The Department of Justice (DOJ) sued on Thursday to prevent Anheuser Busch InBev’s proposed $20.1 billion acquisition of Grupo Modelo, which exports Corona beer.
Federal authorities say that the deal would lead to higher prices for consumers, arguing in court filings that Modelo has historically put pressure on AB InBev, which produces Budweiser and other beers, to keep prices lower by refusing to raise its own prices. The DOJ specifically cited internal InBev documents in which company employees described Modelo’s tactics as “eating [Budweiser’s] lunch.”
Belgium-based AB InBev, on the other hand, says that the lawsuit is “inconsistent with the law, the facts and the reality of the marketplace.” In an effort to avoid the government’s ire, Anheuser Busch has offered to sell Modelo’s 50 percent stake in the distributor that imports Corona in the U.S. The company argues that this will ensure that the prices of Corona and AB’s other beers will be determined separately.

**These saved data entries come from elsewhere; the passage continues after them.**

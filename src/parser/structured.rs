use serde_json::{Map, Value};

use crate::error::{ParseError, Result, SkippedRecord};
use crate::model::{Article, Broadcast, Feed, Utterance};

use super::flat::{build_article, ArticleIds};
use super::lines::next_role;
use super::Format;

const TITLE_KEYS: &[&str] = &["title", "name"];
const HOST_KEYS: &[&str] = &["host", "speaker"];
const DIALOG_KEYS: &[&str] = &["dialog", "dialogue", "utterances", "lines"];
const IMAGE_KEYS: &[&str] = &["images", "image"];
const UTTERANCE_NAME_KEYS: &[&str] = &["name", "speaker"];
const ARTICLE_MARKER_KEYS: &[&str] = &["id", "excerpt"];
/// Wrapper keys accepted when the document is an object around the array.
const WRAPPER_KEYS: &[&str] = &["posts", "items", "broadcasts", "articles"];

/// Normalize an already-parsed array of strings/objects into one feed kind.
pub fn parse(value: &Value, skipped: &mut Vec<SkippedRecord>) -> Result<Feed> {
    let entries = entries(value)?;

    let article_shaped = entries
        .iter()
        .find_map(Value::as_object)
        .is_some_and(|obj| ARTICLE_MARKER_KEYS.iter().any(|k| obj.contains_key(*k)));

    if article_shaped {
        Ok(Feed::Articles(parse_articles(entries, skipped)))
    } else {
        Ok(Feed::Broadcasts(parse_broadcasts(entries, skipped)))
    }
}

fn entries(value: &Value) -> Result<&[Value]> {
    match value {
        Value::Array(items) => Ok(items.as_slice()),
        Value::Object(obj) => {
            if let Some(items) = WRAPPER_KEYS.iter().find_map(|k| obj.get(*k).and_then(Value::as_array)) {
                Ok(items.as_slice())
            } else if TITLE_KEYS.iter().any(|k| obj.contains_key(*k)) {
                // a single post on its own
                Ok(std::slice::from_ref(value))
            } else {
                Err(malformed("object has no array of records"))
            }
        }
        other => Err(malformed(format!("expected an array, found {}", kind_of(other)))),
    }
}

fn parse_broadcasts(entries: &[Value], skipped: &mut Vec<SkippedRecord>) -> Vec<Broadcast> {
    let mut out = Vec::with_capacity(entries.len());
    for (idx, entry) in entries.iter().enumerate() {
        match entry {
            Value::String(title) if !title.trim().is_empty() => {
                out.push(Broadcast::titled(title.trim()));
            }
            Value::Object(obj) => match broadcast_from_object(obj) {
                Some(b) => out.push(b),
                None => skipped.push(SkippedRecord::new(idx, "object without a title")),
            },
            other => skipped.push(SkippedRecord::new(
                idx,
                format!("unsupported element: {}", kind_of(other)),
            )),
        }
    }
    out
}

fn broadcast_from_object(obj: &Map<String, Value>) -> Option<Broadcast> {
    let title = text_field(obj, TITLE_KEYS)?;
    let host = text_field(obj, HOST_KEYS);

    let mut turns = 0usize;
    let utterances: Vec<Utterance> = first_present(obj, DIALOG_KEYS)
        .and_then(Value::as_array)
        .map(|items| {
            items
                .iter()
                .filter_map(|item| utterance_from_value(item, &mut turns))
                .collect()
        })
        .unwrap_or_default();

    let images = match first_present(obj, IMAGE_KEYS) {
        Some(Value::Array(items)) => items
            .iter()
            .filter_map(Value::as_str)
            .map(str::trim)
            .filter(|s| !s.is_empty())
            .map(String::from)
            .collect(),
        Some(Value::String(path)) if !path.trim().is_empty() => vec![path.trim().to_string()],
        _ => Vec::new(),
    };

    Some(Broadcast {
        title,
        host,
        utterances,
        images,
    })
}

/// Bare strings are anonymous; objects may carry a speaker name. Entries
/// without text are dropped and do not advance `turns`.
fn utterance_from_value(item: &Value, turns: &mut usize) -> Option<Utterance> {
    let (speaker_name, text) = match item {
        Value::String(text) => (None, text.trim().to_string()),
        Value::Object(obj) => (
            text_field(obj, UTTERANCE_NAME_KEYS),
            text_field(obj, &["text"]).unwrap_or_default(),
        ),
        _ => return None,
    };
    if text.is_empty() {
        return None;
    }

    let role = next_role(speaker_name.as_deref(), turns);

    Some(Utterance {
        speaker_name,
        text,
        role,
    })
}

fn parse_articles(entries: &[Value], skipped: &mut Vec<SkippedRecord>) -> Vec<Article> {
    let mut ids = ArticleIds::default();
    let mut out = Vec::new();

    for (idx, entry) in entries.iter().enumerate() {
        let Some(obj) = entry.as_object() else {
            skipped.push(SkippedRecord::new(
                idx,
                format!("unsupported element: {}", kind_of(entry)),
            ));
            continue;
        };
        let Some(article) = article_from_object(obj) else {
            skipped.push(SkippedRecord::new(idx, "missing required article field"));
            continue;
        };
        match ids.admit(&article.id) {
            Ok(()) => out.push(article),
            Err(reason) => skipped.push(SkippedRecord::new(idx, reason)),
        }
    }
    out
}

fn article_from_object(obj: &Map<String, Value>) -> Option<Article> {
    let id = text_field(obj, &["id"])?;
    let title = text_field(obj, &["title"])?;
    let date = text_field(obj, &["date"])?;
    let author = text_field(obj, &["author"])?;
    let excerpt = text_field(obj, &["excerpt"])?;
    let image = text_field(obj, &["image"]);
    let content = text_field(obj, &["content"]);
    Some(build_article(
        &id,
        &title,
        &date,
        &author,
        &excerpt,
        image.as_deref(),
        content.as_deref(),
    ))
}

fn first_present<'a>(obj: &'a Map<String, Value>, keys: &[&str]) -> Option<&'a Value> {
    keys.iter().find_map(|k| obj.get(*k).filter(|v| !v.is_null()))
}

/// First non-empty string (or number, for ids) under any of `keys`.
fn text_field(obj: &Map<String, Value>, keys: &[&str]) -> Option<String> {
    keys.iter().find_map(|k| match obj.get(*k)? {
        Value::String(s) if !s.trim().is_empty() => Some(s.trim().to_string()),
        Value::Number(n) => Some(n.to_string()),
        _ => None,
    })
}

fn kind_of(value: &Value) -> &'static str {
    match value {
        Value::Null => "null",
        Value::Bool(_) => "boolean",
        Value::Number(_) => "number",
        Value::String(_) => "string",
        Value::Array(_) => "array",
        Value::Object(_) => "object",
    }
}

fn malformed(reason: impl Into<String>) -> ParseError {
    ParseError::MalformedInput {
        format: Format::Structured,
        reason: reason.into(),
    }
}
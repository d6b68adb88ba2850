use broadcast_feed::{
    matches, parse, parse_detailed, parse_value, write_free_text, Broadcast, Feed, Format,
    ParseError, Role, Utterance,
};
use serde_json::json;

fn broadcasts(feed: Feed) -> Vec<Broadcast> {
    match feed {
        Feed::Broadcasts(b) => b,
        Feed::Articles(_) => panic!("expected broadcasts"),
    }
}

#[test]
fn record_count_equals_sigil_lines() {
    let raw = "preamble\n📡 One\n— a\n📡 Two\n\n📡 Three\n— mention of 📡 inside";
    let sigil_lines = raw.lines().filter(|l| l.trim_start().starts_with('📡')).count();
    let feed = parse(raw, Format::FreeText).unwrap();
    assert_eq!(feed.len(), sigil_lines);
}

#[test]
fn free_text_round_trip() {
    let raw = "📡 Вечір\n🎙 Host Ann\nimage: images/a.png\n— Host Ann: Вітаю\n— Guest: Привіт\nбез імені\n— ще один\n\n📡 Порожній";
    let first = broadcasts(parse(raw, Format::FreeText).unwrap());
    let rewritten = write_free_text(&first);
    let second = broadcasts(parse(rewritten.as_str(), Format::FreeText).unwrap());
    assert_eq!(first, second);
    assert_eq!(second[0].images, vec!["images/a.png"]);
    assert_eq!(second[0].utterances.len(), 4);
}

#[test]
fn constructed_broadcast_round_trip() {
    let original = Broadcast {
        title: "📡 Built by hand".to_string(),
        host: Some("Presenter".to_string()),
        utterances: vec![
            Utterance {
                speaker_name: Some("Host".to_string()),
                text: "Welcome".to_string(),
                role: Role::Primary,
            },
            Utterance {
                speaker_name: None,
                text: "an anonymous caller".to_string(),
                role: Role::Counterpart,
            },
        ],
        images: vec!["images/studio.gif".to_string()],
    };
    let text = write_free_text(std::slice::from_ref(&original));
    let parsed = broadcasts(parse(text.as_str(), Format::FreeText).unwrap());
    assert_eq!(parsed, vec![original]);
}

#[test]
fn flat_record_example() {
    let parsed = parse_detailed(
        "1|Title|2025-01-01|Author|Excerpt|img.jpg|Body text\n2|Four|fields|only",
        Format::FlatRecord,
    )
    .unwrap();
    let Feed::Articles(a) = parsed.feed else { panic!("expected articles") };
    assert_eq!(a.len(), 1);
    assert_eq!(a[0].content, "Body text");
    assert!(a[0].published().is_some());
    assert_eq!(parsed.skipped.len(), 1);
}

#[test]
fn structured_input_not_an_array() {
    let err = parse_value(&json!(42)).unwrap_err();
    assert!(matches!(err, ParseError::MalformedInput { .. }));
    let err = parse("not json at all", Format::Structured).unwrap_err();
    assert!(err.to_string().contains("structured"));
}

#[test]
fn search_over_parsed_feed() {
    let raw = std::fs::read_to_string("tests/fixtures/efir.txt").unwrap();
    let feed = parse(raw.as_str(), Format::FreeText).unwrap();

    assert_eq!(feed.filter("").len(), feed.len());
    let hits = feed.filter("MAYOR");
    assert_eq!(hits.len(), 1);
    assert_eq!(hits.titles(), vec!["📡 Ранковий ефір: новини міста"]);
    assert!(feed.filter("no such words anywhere").is_empty());

    for b in broadcasts(feed) {
        assert!(matches(&b, ""));
        assert!(matches(&b, &b.title.to_uppercase()));
    }
}

#[test]
fn structured_and_free_text_agree() {
    let from_text = broadcasts(parse("📡 Same\n🎙 Ann\n— Host: hi\n— Guest: hey", Format::FreeText).unwrap());
    let from_json = broadcasts(
        parse_value(&json!([{
            "title": "📡 Same",
            "host": "Ann",
            "dialogue": [
                { "speaker": "Host", "text": "hi" },
                { "name": "Guest", "text": "hey" }
            ]
        }]))
        .unwrap(),
    );
    assert_eq!(from_text, from_json);
}

#[test]
fn articles_fixture_via_json_output() {
    let raw = std::fs::read_to_string("tests/fixtures/articles.psv").unwrap();
    let mut feed = parse(raw.as_str(), Format::FlatRecord).unwrap();
    feed.sort_newest_first();
    let value = serde_json::to_value(&feed).unwrap();
    assert_eq!(value["kind"], "articles");
    assert_eq!(value["records"][0]["id"], "5");
    assert_eq!(value["records"][3]["id"], "1");
}
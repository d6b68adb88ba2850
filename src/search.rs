use crate::model::{Article, Broadcast};

/// Anything the free-text filter can look into.
pub trait Searchable {
    /// Every textual field of the record, joined by newlines.
    fn haystack(&self) -> String;
}

impl Searchable for Broadcast {
    fn haystack(&self) -> String {
        let mut parts: Vec<&str> = vec![self.title.as_str()];
        if let Some(host) = &self.host {
            parts.push(host.as_str());
        }
        for u in &self.utterances {
            if let Some(name) = &u.speaker_name {
                parts.push(name.as_str());
            }
            parts.push(u.text.as_str());
        }
        parts.join("\n")
    }
}

impl Searchable for Article {
    fn haystack(&self) -> String {
        [
            self.title.as_str(),
            self.author.as_str(),
            self.excerpt.as_str(),
            self.content.as_str(),
        ]
        .join("\n")
    }
}

/// Case-insensitive substring match. An empty query matches everything.
pub fn matches<R: Searchable + ?Sized>(record: &R, query: &str) -> bool {
    if query.is_empty() {
        return true;
    }
    record
        .haystack()
        .to_lowercase()
        .contains(&query.to_lowercase())
}

#[cfg(test)]
mod tests {
    use super::*;
    use crate::model::{Role, Utterance};

    fn sample() -> Broadcast {
        Broadcast {
            title: "📡 Morning Show".to_string(),
            host: Some("Olena".to_string()),
            utterances: vec![Utterance {
                speaker_name: Some("Guest".to_string()),
                text: "Weather is CLEAR today".to_string(),
                role: Role::Counterpart,
            }],
            images: vec!["images/secret.png".to_string()],
        }
    }

    #[test]
    fn empty_query_always_matches() {
        assert!(matches(&sample(), ""));
        assert!(matches(&Broadcast::titled("x"), ""));
    }

    #[test]
    fn case_folded_fields() {
        let b = sample();
        assert!(matches(&b, "morning"));
        assert!(matches(&b, "OLENA"));
        assert!(matches(&b, "guest"));
        assert!(matches(&b, "clear today"));
        assert!(!matches(&b, "evening"));
    }

    #[test]
    fn images_are_not_searched() {
        assert!(!matches(&sample(), "secret"));
    }

    #[test]
    fn no_match_across_field_boundary() {
        // "Show" ends the title, "Olena" starts the host line
        assert!(!matches(&sample(), "show olena"));
    }

    #[test]
    fn cyrillic_case_folding() {
        let b = Broadcast::titled("📡 Ранковий ЕФІР");
        assert!(matches(&b, "ефір"));
    }

    #[test]
    fn article_fields() {
        let a = Article {
            id: "1".to_string(),
            title: "Title".to_string(),
            date: "2025-01-01".to_string(),
            author: "Jane Doe".to_string(),
            excerpt: "Short".to_string(),
            image: "img.jpg".to_string(),
            content: "Long<br>body".to_string(),
        };
        assert!(matches(&a, "jane"));
        assert!(matches(&a, "LONG"));
        assert!(!matches(&a, "img"));
        assert!(!matches(&a, "2025"));
    }
}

This lawsuit is the latest in a string of prominent antitrust cases coming from both the DOJ and international regulators. In 2011, for instance, the DOJ blocked AT&T Inc.’s acquisition of T-Mobile USA, while European regulators prevented a proposed merger of the Deutsche Borse AG and NYSE Euronext exchanges last year.
The current case pits current DOJ attorneys against former agency staffers, as the Wall Street Journal points out. Group Modelo has entrusted its antitrust matters to Christine Varney, who led the DOJ’s antitrust division for two years. On the other side is Steve Sunshine—currently representing AB InBev as head of North American antitrust and competition at Skadden, Arps, Slate, Meagher & Flom—who served as deputy assistant attorney general in charge of merger and enforcement at the DOJ.